*Excerpted data:*
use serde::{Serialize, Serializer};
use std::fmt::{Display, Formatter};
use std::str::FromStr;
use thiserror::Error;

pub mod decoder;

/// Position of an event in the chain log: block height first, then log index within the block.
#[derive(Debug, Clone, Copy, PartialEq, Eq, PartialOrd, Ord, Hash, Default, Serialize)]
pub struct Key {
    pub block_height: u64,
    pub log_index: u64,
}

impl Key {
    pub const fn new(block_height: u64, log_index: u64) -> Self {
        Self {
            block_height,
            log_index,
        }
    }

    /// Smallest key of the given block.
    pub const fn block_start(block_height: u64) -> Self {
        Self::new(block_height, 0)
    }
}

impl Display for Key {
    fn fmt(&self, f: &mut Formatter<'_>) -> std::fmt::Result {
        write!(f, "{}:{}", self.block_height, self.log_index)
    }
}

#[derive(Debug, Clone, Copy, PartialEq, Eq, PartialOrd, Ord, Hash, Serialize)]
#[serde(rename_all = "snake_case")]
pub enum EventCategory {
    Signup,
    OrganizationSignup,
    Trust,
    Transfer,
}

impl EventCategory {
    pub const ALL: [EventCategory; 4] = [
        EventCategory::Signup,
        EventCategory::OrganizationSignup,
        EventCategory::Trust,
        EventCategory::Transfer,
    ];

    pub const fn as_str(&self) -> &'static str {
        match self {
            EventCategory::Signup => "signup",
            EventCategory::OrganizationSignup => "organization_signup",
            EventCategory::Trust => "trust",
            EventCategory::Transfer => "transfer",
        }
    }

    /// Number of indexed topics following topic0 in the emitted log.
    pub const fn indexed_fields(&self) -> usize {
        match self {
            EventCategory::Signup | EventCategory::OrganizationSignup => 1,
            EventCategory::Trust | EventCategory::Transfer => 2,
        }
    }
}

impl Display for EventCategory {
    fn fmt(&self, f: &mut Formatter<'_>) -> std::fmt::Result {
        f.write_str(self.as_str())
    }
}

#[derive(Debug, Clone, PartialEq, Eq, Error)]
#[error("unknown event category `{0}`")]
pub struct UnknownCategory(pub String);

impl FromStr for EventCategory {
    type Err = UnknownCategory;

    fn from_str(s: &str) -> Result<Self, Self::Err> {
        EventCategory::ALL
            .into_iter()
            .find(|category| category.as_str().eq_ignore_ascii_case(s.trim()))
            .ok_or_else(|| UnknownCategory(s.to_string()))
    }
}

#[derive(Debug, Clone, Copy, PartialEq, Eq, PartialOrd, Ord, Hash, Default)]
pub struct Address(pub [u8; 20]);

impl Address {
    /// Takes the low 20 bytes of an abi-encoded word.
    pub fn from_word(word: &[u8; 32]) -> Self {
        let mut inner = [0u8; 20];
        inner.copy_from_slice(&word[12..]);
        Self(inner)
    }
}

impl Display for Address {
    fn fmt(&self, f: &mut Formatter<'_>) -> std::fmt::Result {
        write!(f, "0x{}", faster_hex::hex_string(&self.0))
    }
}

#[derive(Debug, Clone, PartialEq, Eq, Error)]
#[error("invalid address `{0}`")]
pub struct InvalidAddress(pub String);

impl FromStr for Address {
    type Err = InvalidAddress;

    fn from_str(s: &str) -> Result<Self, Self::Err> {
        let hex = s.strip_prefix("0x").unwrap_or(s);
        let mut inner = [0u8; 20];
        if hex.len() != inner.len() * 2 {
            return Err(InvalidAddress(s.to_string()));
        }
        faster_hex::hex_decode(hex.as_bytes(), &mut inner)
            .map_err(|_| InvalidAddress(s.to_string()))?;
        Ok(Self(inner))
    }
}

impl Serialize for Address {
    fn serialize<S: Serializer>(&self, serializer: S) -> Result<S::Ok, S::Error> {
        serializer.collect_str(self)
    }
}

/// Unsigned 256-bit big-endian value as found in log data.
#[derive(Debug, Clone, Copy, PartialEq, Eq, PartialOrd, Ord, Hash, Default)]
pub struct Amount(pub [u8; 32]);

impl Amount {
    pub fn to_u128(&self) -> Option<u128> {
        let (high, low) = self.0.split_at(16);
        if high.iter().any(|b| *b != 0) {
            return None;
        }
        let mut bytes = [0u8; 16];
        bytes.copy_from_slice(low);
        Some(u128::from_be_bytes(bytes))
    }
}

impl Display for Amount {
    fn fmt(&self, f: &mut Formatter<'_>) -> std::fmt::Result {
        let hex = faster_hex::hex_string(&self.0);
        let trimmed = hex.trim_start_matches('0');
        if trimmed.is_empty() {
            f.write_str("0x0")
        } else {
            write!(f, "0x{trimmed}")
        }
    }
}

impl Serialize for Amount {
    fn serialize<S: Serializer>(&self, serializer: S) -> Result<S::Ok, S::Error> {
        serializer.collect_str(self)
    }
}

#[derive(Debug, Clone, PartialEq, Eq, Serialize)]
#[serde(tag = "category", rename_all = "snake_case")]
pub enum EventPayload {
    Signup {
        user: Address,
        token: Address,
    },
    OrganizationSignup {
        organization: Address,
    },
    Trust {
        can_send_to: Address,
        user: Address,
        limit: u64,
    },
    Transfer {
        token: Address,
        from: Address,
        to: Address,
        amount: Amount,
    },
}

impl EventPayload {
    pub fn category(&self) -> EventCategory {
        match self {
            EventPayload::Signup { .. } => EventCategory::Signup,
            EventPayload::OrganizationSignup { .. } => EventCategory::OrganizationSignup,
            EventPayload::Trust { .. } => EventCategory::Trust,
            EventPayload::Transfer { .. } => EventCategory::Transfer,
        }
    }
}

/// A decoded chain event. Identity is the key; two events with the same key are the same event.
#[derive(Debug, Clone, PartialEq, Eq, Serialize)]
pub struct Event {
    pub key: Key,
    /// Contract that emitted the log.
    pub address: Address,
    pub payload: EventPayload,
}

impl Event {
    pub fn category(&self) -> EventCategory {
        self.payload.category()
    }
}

*Work required:* Each line in the data that holds the string "word" should be found and copied.

*Written solution:*
    /// Takes the low 20 bytes of an abi-encoded word.
    pub fn from_word(word: &[u8; 32]) -> Self {
        inner.copy_from_slice(&word[12..]);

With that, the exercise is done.